**How to complete this task**
Look through the entries for the line containing "pub fn as_bytes(&self)". Then output that line and every line after it, exactly, to the end.

[Collection entries]
___

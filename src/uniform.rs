use std::sync::Arc;

use bytemuck::{bytes_of, Pod, Zeroable};
use glam::Mat4;
use log::debug;
use parking_lot::RwLock;
use serde::{Deserialize, Serialize};

use crate::error::SkyboxError;

/// Per-draw uniforms read by the skybox vertex stage.
#[derive(Debug, Clone, Copy, PartialEq, Serialize, Deserialize)]
pub struct VertexArgs {
    /// Camera projection transform.
    pub proj: Mat4,
    /// World-to-camera transform.
    pub view: Mat4,
}

impl Default for VertexArgs {
    fn default() -> Self {
        Self::identity()
    }
}

impl VertexArgs {
    pub fn new(proj: Mat4, view: Mat4) -> Self {
        Self { proj, view }
    }

    /// Uniforms used when no camera is active.
    pub fn identity() -> Self {
        Self::new(Mat4::IDENTITY, Mat4::IDENTITY)
    }

    /// Builds the uniforms from a camera's projection and its world transform.
    ///
    /// The view matrix is the inverse of `camera_world`.
    pub fn from_camera(proj: Mat4, camera_world: Mat4) -> Result<Self, SkyboxError> {
        let det = camera_world.determinant();
        if det == 0.0 || !det.is_finite() {
            return Err(SkyboxError::SingularCameraTransform(det));
        }
        Ok(Self::new(proj, camera_world.inverse()))
    }

    /// Same as [`VertexArgs::from_camera`], falling back to identity uniforms without a camera.
    pub fn from_active_camera(camera: Option<(Mat4, Mat4)>) -> Result<Self, SkyboxError> {
        match camera {
            Some((proj, world)) => Self::from_camera(proj, world),
            None => {
                debug!("no active camera, drawing skybox with identity uniforms");
                Ok(Self::identity())
            }
        }
    }

    /// Returns the block in the layout expected by the shader.
    pub fn std140(&self) -> VertexArgsStd140 {
        VertexArgsStd140 {
            proj: self.proj.to_cols_array_2d(),
            view: self.view.to_cols_array_2d(),
        }
    }
}

/// Byte image of [`VertexArgs`] for a uniform buffer upload.
///
/// Both matrices are stored column-major, `proj` first.
#[repr(C)]
#[derive(Debug, Clone, Copy, PartialEq, Pod, Zeroable)]
pub struct VertexArgsStd140 {
    pub proj: [[f32; 4]; 4],
    pub view: [[f32; 4]; 4],
}

impl VertexArgsStd140 {
    pub const SIZE: u64 = std::mem::size_of::<Self>() as u64;

    pub fn as_bytes(&self) -> &[u8] {
        bytes_of(self)
    }
}

/// Uniform block shared between the host that writes it and the invocations that read it.
///
/// Readers receive a copy, so no invocation ever runs while holding the lock.
#[derive(Debug, Default)]
pub struct SharedVertexArgs {
    args: Arc<RwLock<VertexArgs>>,
}

impl Clone for SharedVertexArgs {
    fn clone(&self) -> Self {
        Self {
            args: Arc::clone(&self.args),
        }
    }
}

impl SharedVertexArgs {
    pub fn new(args: VertexArgs) -> Self {
        Self {
            args: Arc::new(RwLock::new(args)),
        }
    }

    /// Replaces the block. Called once per draw, before any invocation starts.
    pub fn write(&self, args: VertexArgs) {
        *self.args.write() = args;
    }

    /// Returns a snapshot of the current block.
    pub fn read(&self) -> VertexArgs {
        *self.args.read()
    }
}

___

**Task output**
    pub fn as_bytes(&self) -> &[u8] {
        bytes_of(self)
    }
}

/// Uniform block shared between the host that writes it and the invocations that read it.
///
/// Readers receive a copy, so no invocation ever runs while holding the lock.
#[derive(Debug, Default)]
pub struct SharedVertexArgs {
    args: Arc<RwLock<VertexArgs>>,
}

impl Clone for SharedVertexArgs {
    fn clone(&self) -> Self {
        Self {
            args: Arc::clone(&self.args),
        }
    }
}

impl SharedVertexArgs {
    pub fn new(args: VertexArgs) -> Self {
        Self {
            args: Arc::new(RwLock::new(args)),
        }
    }

    /// Replaces the block. Called once per draw, before any invocation starts.
    pub fn write(&self, args: VertexArgs) {
        *self.args.write() = args;
    }

    /// Returns a snapshot of the current block.
    pub fn read(&self) -> VertexArgs {
        *self.args.read()
    }
}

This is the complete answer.